*** Input data Section Begins ***
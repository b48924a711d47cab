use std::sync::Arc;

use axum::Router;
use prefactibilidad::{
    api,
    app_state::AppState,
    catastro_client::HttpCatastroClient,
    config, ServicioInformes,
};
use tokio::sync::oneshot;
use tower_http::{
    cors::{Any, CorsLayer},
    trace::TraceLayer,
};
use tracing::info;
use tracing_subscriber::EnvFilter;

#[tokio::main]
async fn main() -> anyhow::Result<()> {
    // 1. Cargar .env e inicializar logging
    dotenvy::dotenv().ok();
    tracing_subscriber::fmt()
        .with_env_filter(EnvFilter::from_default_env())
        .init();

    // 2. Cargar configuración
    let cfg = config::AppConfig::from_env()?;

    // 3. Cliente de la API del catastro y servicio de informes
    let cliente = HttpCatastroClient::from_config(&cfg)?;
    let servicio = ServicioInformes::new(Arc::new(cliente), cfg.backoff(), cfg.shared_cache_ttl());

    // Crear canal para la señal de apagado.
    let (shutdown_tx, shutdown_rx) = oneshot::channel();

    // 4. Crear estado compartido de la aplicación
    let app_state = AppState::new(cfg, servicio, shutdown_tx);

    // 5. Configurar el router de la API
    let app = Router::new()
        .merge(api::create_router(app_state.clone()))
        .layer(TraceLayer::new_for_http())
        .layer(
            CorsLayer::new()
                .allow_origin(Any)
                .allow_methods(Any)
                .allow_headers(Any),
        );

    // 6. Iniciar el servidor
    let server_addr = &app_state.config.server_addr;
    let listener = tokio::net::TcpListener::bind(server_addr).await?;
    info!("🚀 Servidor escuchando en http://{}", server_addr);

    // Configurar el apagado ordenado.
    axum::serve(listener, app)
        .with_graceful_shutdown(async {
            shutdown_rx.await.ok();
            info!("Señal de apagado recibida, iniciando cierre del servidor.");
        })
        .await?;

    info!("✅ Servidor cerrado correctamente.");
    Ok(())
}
*** Input data Section Ends ***
--- Task requirements ---
Return the records in full. Omit nothing.

--- Exercise output ---
repository b48924a711d47cab
use std::sync::Arc;

use axum::Router;
use prefactibilidad::{
    api,
    app_state::AppState,
    catastro_client::HttpCatastroClient,
    config, ServicioInformes,
};
use tokio::sync::oneshot;
use tower_http::{
    cors::{Any, CorsLayer},
    trace::TraceLayer,
};
use tracing::info;
use tracing_subscriber::EnvFilter;

#[tokio::main]
async fn main() -> anyhow::Result<()> {
    // 1. Cargar .env e inicializar logging
    dotenvy::dotenv().ok();
    tracing_subscriber::fmt()
        .with_env_filter(EnvFilter::from_default_env())
        .init();

    // 2. Cargar configuración
    let cfg = config::AppConfig::from_env()?;

    // 3. Cliente de la API del catastro y servicio de informes
    let cliente = HttpCatastroClient::from_config(&cfg)?;
    let servicio = ServicioInformes::new(Arc::new(cliente), cfg.backoff(), cfg.shared_cache_ttl());

    // Crear canal para la señal de apagado.
    let (shutdown_tx, shutdown_rx) = oneshot::channel();

    // 4. Crear estado compartido de la aplicación
    let app_state = AppState::new(cfg, servicio, shutdown_tx);

    // 5. Configurar el router de la API
    let app = Router::new()
        .merge(api::create_router(app_state.clone()))
        .layer(TraceLayer::new_for_http())
        .layer(
            CorsLayer::new()
                .allow_origin(Any)
                .allow_methods(Any)
                .allow_headers(Any),
        );

    // 6. Iniciar el servidor
    let server_addr = &app_state.config.server_addr;
    let listener = tokio::net::TcpListener::bind(server_addr).await?;
    info!("🚀 Servidor escuchando en http://{}", server_addr);

    // Configurar el apagado ordenado.
    axum::serve(listener, app)
        .with_graceful_shutdown(async {
            shutdown_rx.await.ok();
            info!("Señal de apagado recibida, iniciando cierre del servidor.");
        })
        .await?;

    info!("✅ Servidor cerrado correctamente.");
    Ok(())
}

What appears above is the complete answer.